//! Index documents
//!
//! An index document is the atomic indexing fact: "in `branch`, the key
//! `keyspace/key` produced `value` for index `index_name` during
//! `[valid_from, valid_to)`". Only `valid_to` ever changes after creation.

use crate::types::{IndexValue, QualifiedKey, Timestamp, TIMESTAMP_INFINITY};
use crate::{IndexError, Result};
use serde::{Deserialize, Serialize};
use std::fmt;
use uuid::Uuid;

/// Unique document identity, used for equality only
#[derive(Debug, Clone, Copy, PartialEq, Eq, Hash, PartialOrd, Ord, Serialize, Deserialize)]
pub struct DocumentId(Uuid);

impl DocumentId {
    pub fn generate() -> Self {
        Self(Uuid::new_v4())
    }
}

impl fmt::Display for DocumentId {
    fn fmt(&self, f: &mut fmt::Formatter) -> fmt::Result {
        write!(f, "{}", self.0)
    }
}

#[derive(Debug, Clone)]
pub struct IndexDocument {
    id: DocumentId,
    index_name: String,
    branch: String,
    keyspace: String,
    key: String,
    value: IndexValue,
    valid_from: Timestamp,
    valid_to: Timestamp,
}

impl IndexDocument {
    /// Create an open document valid from `valid_from`
    pub fn new(
        index_name: impl Into<String>,
        branch: impl Into<String>,
        keyspace: impl Into<String>,
        key: impl Into<String>,
        value: IndexValue,
        valid_from: Timestamp,
    ) -> Self {
        Self {
            id: DocumentId::generate(),
            index_name: index_name.into(),
            branch: branch.into(),
            keyspace: keyspace.into(),
            key: key.into(),
            value,
            valid_from,
            valid_to: TIMESTAMP_INFINITY,
        }
    }

    /// Rebuild a document from its persisted record under a fresh id
    pub fn from_record(branch: &str, record: DocumentRecord) -> Result<Self> {
        if record.valid_from >= record.valid_to {
            return Err(IndexError::InvalidPeriod {
                from: record.valid_from,
                to: record.valid_to,
            });
        }
        Ok(Self {
            id: DocumentId::generate(),
            index_name: record.index_name,
            branch: branch.to_string(),
            keyspace: record.keyspace,
            key: record.key,
            value: record.value,
            valid_from: record.valid_from,
            valid_to: record.valid_to,
        })
    }

    pub fn to_record(&self) -> DocumentRecord {
        DocumentRecord {
            index_name: self.index_name.clone(),
            keyspace: self.keyspace.clone(),
            key: self.key.clone(),
            value: self.value.clone(),
            valid_from: self.valid_from,
            valid_to: self.valid_to,
        }
    }

    pub fn id(&self) -> DocumentId {
        self.id
    }

    pub fn index_name(&self) -> &str {
        &self.index_name
    }

    pub fn branch(&self) -> &str {
        &self.branch
    }

    pub fn keyspace(&self) -> &str {
        &self.keyspace
    }

    pub fn key(&self) -> &str {
        &self.key
    }

    pub fn value(&self) -> &IndexValue {
        &self.value
    }

    pub fn valid_from(&self) -> Timestamp {
        self.valid_from
    }

    pub fn valid_to(&self) -> Timestamp {
        self.valid_to
    }

    pub fn qualified_key(&self) -> QualifiedKey {
        QualifiedKey::new(self.keyspace.clone(), self.key.clone())
    }

    pub fn is_open(&self) -> bool {
        self.valid_to == TIMESTAMP_INFINITY
    }

    pub fn is_valid_at(&self, timestamp: Timestamp) -> bool {
        self.valid_from <= timestamp && timestamp < self.valid_to
    }

    /// Terminate (or re-terminate) validity at `valid_to`.
    ///
    /// Fails without touching the document when `valid_to <= valid_from`;
    /// such a document has to be deleted instead.
    pub fn set_valid_to(&mut self, valid_to: Timestamp) -> Result<()> {
        if valid_to <= self.valid_from {
            return Err(IndexError::InvalidPeriod {
                from: self.valid_from,
                to: valid_to,
            });
        }
        self.valid_to = valid_to;
        Ok(())
    }

    /// Reopen a terminated document (rollback only)
    pub(crate) fn reopen(&mut self) {
        self.valid_to = TIMESTAMP_INFINITY;
    }

    /// Content equality, ignoring the document id
    pub fn same_content(&self, other: &IndexDocument) -> bool {
        self.content() == other.content()
    }

    /// `(index, branch, keyspace, key, value, valid_from, valid_to)`
    pub fn content(&self) -> (&str, &str, &str, &str, &IndexValue, Timestamp, Timestamp) {
        (
            &self.index_name,
            &self.branch,
            &self.keyspace,
            &self.key,
            &self.value,
            self.valid_from,
            self.valid_to,
        )
    }
}

impl PartialEq for IndexDocument {
    fn eq(&self, other: &Self) -> bool {
        self.id == other.id
    }
}

impl Eq for IndexDocument {}

impl std::hash::Hash for IndexDocument {
    fn hash<H: std::hash::Hasher>(&self, state: &mut H) {
        self.id.hash(state);
    }
}

impl fmt::Display for IndexDocument {
    fn fmt(&self, f: &mut fmt::Formatter) -> fmt::Result {
        let to = if self.is_open() {
            "+inf".to_string()
        } else {
            self.valid_to.to_string()
        };
        write!(
            f,
            "IndexDocument[{}: {}/{}->{} = {} @ [{}, {})]",
            self.index_name, self.branch, self.keyspace, self.key, self.value, self.valid_from, to
        )
    }
}

/// Persisted form of a document (branch is stored once per chunk file)
#[derive(Debug, Clone, PartialEq, Serialize, Deserialize)]
pub struct DocumentRecord {
    pub index_name: String,
    pub keyspace: String,
    pub key: String,
    pub value: IndexValue,
    pub valid_from: Timestamp,
    pub valid_to: Timestamp,
}

#[cfg(test)]
mod tests {
    use super::*;

    #[test]
    fn test_termination_rules() {
        let mut doc = IndexDocument::new("name", "master", "people", "k1", "Hello".into(), 100);
        assert!(doc.is_open());
        assert!(doc.is_valid_at(100));
        assert!(!doc.is_valid_at(99));

        assert!(doc.set_valid_to(100).is_err());
        assert!(doc.set_valid_to(50).is_err());
        assert!(doc.is_open());

        doc.set_valid_to(200).unwrap();
        assert!(!doc.is_open());
        assert!(doc.is_valid_at(199));
        assert!(!doc.is_valid_at(200));
    }

    #[test]
    fn test_identity_vs_content() {
        let a = IndexDocument::new("name", "master", "people", "k1", "x".into(), 1);
        let b = IndexDocument::new("name", "master", "people", "k1", "x".into(), 1);
        assert_ne!(a, b);
        assert!(a.same_content(&b));
        assert_eq!(a, a.clone());
    }

    #[test]
    fn test_record_round_trip_rejects_bad_interval() {
        let doc = IndexDocument::new("name", "master", "people", "k1", "x".into(), 5);
        let restored = IndexDocument::from_record("master", doc.to_record()).unwrap();
        assert!(restored.same_content(&doc));
        assert_ne!(restored.id(), doc.id());

        let mut broken = doc.to_record();
        broken.valid_to = 5;
        assert!(IndexDocument::from_record("master", broken).is_err());
    }
}
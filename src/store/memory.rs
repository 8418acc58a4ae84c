//! In-memory temporal store
//!
//! Keeps every version of every key per branch, with chunk boundaries created
//! by explicit rollovers. Writes are two-phase: [`MemoryStore::stage`] records
//! the entries (invisible to readers) and returns the indexing workload,
//! [`MemoryStore::publish`] advances the branch's `now` and makes them visible.

use super::{BranchInfo, Chunk, ChunkSource, JsonCodec, StoredEntry, TemporalStore, ValueCodec};
use crate::types::{Object, Period, QualifiedKey, TemporalKey, Timestamp, ValueChange, MASTER_BRANCH};
use crate::{IndexError, Result};
use parking_lot::RwLock;
use std::collections::{BTreeMap, BTreeSet};

/// keyspace -> key -> timestamp -> serialized value (`None` = tombstone)
type BranchData = BTreeMap<String, BTreeMap<String, BTreeMap<Timestamp, Option<Vec<u8>>>>>;

struct BranchState {
    info: BranchInfo,
    data: BranchData,
    /// Lower bound of every chunk, ascending; the last one is the head chunk
    chunk_lowers: Vec<Timestamp>,
}

impl BranchState {
    fn new(info: BranchInfo) -> Self {
        let first_lower = info.branching_timestamp;
        Self {
            info,
            data: BTreeMap::new(),
            chunk_lowers: vec![first_lower],
        }
    }

    fn chunk(&self, sequence: usize) -> Option<Chunk> {
        let lower = *self.chunk_lowers.get(sequence)?;
        let period = match self.chunk_lowers.get(sequence + 1) {
            Some(&upper) => Period::new(lower, upper).ok()?,
            None => Period::open_ended(lower),
        };
        Some(Chunk::new(self.info.name.clone(), sequence as u64, period))
    }

    /// Latest local version at or before `timestamp` (`Some(None)` = tombstone)
    fn local_version(&self, keyspace: &str, key: &str, timestamp: Timestamp) -> Option<Option<Vec<u8>>> {
        let bound = timestamp.min(self.info.now);
        self.data
            .get(keyspace)?
            .get(key)?
            .range(..=bound)
            .next_back()
            .map(|(_, value)| value.clone())
    }
}

/// Multi-branch in-memory implementation of [`TemporalStore`] and [`ChunkSource`]
pub struct MemoryStore {
    branches: RwLock<BTreeMap<String, BranchState>>,
    /// Branch names in creation order (origins before children)
    creation_order: RwLock<Vec<String>>,
    codec: JsonCodec,
}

▸ **Task goal**: Take every line above that includes "QualifiedKey" and list it.

▸ **Response to this task**:
use crate::types::{IndexValue, QualifiedKey, Timestamp, TIMESTAMP_INFINITY};
    pub fn qualified_key(&self) -> QualifiedKey {
        QualifiedKey::new(self.keyspace.clone(), self.key.clone())
use crate::types::{Object, Period, QualifiedKey, TemporalKey, Timestamp, ValueChange, MASTER_BRANCH};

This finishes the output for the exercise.